Problem to solve
Where the records below show a line containing "filename crates/mergeline-core/src/env.rs", start copying; end with the line containing "use std::time::Duration;", and copy it too.

Data section
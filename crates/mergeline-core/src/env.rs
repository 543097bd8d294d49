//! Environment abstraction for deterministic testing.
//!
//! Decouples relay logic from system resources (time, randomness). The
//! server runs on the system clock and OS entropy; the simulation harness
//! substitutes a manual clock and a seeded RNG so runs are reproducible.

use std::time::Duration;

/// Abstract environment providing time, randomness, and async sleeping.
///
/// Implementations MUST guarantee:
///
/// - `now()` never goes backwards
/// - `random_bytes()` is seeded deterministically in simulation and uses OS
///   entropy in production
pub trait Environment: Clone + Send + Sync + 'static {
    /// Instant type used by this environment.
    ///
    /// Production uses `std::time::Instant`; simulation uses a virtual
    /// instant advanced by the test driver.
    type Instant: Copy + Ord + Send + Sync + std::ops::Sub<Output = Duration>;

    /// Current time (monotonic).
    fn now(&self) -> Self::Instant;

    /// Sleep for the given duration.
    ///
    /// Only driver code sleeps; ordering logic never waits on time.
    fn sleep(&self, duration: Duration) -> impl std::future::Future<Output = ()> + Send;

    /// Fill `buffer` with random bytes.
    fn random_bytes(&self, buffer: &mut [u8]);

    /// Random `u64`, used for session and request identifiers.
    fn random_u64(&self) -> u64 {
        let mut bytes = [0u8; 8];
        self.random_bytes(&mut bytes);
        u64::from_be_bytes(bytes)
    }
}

---

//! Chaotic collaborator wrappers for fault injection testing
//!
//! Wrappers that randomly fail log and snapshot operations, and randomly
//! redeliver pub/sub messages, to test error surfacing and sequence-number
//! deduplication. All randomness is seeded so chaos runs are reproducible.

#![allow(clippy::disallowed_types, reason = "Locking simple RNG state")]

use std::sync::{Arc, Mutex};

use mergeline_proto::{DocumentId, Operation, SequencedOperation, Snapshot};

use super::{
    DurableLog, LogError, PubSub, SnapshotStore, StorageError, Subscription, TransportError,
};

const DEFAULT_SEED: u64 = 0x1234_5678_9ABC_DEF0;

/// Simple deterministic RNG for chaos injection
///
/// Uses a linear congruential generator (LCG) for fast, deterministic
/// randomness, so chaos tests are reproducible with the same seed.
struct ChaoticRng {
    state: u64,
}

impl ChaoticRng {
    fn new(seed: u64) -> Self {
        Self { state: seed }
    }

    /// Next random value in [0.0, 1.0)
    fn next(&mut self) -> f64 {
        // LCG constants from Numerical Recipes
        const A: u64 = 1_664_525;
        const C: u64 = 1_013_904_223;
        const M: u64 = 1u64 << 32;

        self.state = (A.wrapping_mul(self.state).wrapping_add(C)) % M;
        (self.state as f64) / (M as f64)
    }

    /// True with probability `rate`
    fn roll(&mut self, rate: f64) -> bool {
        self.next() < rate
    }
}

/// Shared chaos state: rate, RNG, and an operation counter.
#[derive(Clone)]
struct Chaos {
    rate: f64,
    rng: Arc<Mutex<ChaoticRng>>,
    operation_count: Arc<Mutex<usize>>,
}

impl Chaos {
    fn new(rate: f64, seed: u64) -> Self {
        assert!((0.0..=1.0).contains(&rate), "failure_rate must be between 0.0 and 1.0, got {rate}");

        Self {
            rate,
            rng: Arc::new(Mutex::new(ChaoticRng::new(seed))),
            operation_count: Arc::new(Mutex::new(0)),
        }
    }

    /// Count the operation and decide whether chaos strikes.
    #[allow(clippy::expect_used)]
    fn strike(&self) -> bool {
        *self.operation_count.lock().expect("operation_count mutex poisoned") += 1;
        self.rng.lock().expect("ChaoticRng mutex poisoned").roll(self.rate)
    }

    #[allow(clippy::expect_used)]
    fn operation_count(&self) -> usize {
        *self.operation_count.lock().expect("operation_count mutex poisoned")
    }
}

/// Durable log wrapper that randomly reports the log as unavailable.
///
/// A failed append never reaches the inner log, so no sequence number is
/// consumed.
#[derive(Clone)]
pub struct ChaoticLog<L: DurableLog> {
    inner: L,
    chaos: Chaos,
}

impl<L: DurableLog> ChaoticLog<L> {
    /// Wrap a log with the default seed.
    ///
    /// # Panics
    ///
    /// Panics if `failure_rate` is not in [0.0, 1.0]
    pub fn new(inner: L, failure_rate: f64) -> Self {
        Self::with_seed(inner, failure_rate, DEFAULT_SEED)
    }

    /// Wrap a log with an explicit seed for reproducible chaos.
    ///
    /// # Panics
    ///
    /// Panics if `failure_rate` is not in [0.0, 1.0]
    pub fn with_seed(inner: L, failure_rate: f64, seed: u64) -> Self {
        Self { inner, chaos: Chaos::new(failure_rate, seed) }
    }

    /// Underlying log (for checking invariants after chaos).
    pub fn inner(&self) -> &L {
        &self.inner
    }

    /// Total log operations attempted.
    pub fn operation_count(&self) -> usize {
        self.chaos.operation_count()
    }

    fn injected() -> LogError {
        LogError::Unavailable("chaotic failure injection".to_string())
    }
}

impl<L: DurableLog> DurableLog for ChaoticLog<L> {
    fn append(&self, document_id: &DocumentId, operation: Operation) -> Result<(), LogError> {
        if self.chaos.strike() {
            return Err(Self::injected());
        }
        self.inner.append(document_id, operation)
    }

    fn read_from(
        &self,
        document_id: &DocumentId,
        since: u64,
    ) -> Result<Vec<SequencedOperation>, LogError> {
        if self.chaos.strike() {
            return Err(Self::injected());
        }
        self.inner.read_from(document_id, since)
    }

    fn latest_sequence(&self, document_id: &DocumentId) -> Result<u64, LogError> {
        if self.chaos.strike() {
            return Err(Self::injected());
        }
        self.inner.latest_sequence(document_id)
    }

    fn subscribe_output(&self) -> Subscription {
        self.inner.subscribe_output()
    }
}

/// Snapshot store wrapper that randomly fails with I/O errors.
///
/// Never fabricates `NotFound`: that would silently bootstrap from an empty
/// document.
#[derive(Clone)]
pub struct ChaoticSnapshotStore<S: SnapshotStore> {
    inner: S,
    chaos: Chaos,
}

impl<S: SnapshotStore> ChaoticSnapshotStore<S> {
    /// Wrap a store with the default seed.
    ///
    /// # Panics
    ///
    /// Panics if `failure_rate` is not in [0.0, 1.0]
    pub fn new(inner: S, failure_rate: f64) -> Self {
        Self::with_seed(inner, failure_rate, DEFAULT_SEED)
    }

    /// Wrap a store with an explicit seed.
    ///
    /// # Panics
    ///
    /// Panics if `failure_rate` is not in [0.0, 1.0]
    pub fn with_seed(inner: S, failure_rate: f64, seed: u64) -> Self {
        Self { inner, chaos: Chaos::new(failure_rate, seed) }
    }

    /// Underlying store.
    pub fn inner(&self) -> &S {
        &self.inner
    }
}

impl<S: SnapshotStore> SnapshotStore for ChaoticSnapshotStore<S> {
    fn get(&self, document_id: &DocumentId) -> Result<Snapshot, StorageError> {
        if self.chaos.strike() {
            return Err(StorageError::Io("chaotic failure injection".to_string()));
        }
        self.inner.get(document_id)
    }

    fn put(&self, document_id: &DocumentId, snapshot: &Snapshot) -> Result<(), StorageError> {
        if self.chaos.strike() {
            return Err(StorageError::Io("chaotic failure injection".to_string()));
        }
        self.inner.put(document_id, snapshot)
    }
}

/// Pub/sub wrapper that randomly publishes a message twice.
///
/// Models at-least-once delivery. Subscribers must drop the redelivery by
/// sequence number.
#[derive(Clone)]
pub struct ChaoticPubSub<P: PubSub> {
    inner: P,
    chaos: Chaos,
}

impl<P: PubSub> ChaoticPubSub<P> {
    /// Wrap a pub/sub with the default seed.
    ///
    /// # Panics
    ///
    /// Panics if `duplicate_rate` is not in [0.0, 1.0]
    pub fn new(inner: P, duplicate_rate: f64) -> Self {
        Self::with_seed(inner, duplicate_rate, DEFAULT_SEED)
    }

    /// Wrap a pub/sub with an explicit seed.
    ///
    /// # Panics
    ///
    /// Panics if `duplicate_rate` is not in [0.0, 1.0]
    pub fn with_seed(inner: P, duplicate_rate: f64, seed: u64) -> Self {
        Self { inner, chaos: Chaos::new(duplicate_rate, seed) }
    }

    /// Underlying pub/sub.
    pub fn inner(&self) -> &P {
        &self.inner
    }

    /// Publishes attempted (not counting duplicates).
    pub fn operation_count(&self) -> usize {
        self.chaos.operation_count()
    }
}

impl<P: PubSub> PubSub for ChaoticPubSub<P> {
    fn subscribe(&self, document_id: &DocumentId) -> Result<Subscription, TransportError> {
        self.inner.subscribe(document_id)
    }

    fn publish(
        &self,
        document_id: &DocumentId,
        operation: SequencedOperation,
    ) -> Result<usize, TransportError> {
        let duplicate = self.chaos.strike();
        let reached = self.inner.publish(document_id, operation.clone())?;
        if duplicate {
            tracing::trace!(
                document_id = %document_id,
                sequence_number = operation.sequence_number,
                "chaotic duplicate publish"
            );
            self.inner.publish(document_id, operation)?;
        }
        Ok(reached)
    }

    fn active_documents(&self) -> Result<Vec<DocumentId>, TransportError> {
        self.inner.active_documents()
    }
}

Worked solution
filename crates/mergeline-core/src/env.rs
repository 543097bd8d294d49
//! Environment abstraction for deterministic testing.
//!
//! Decouples relay logic from system resources (time, randomness). The
//! server runs on the system clock and OS entropy; the simulation harness
//! substitutes a manual clock and a seeded RNG so runs are reproducible.

use std::time::Duration;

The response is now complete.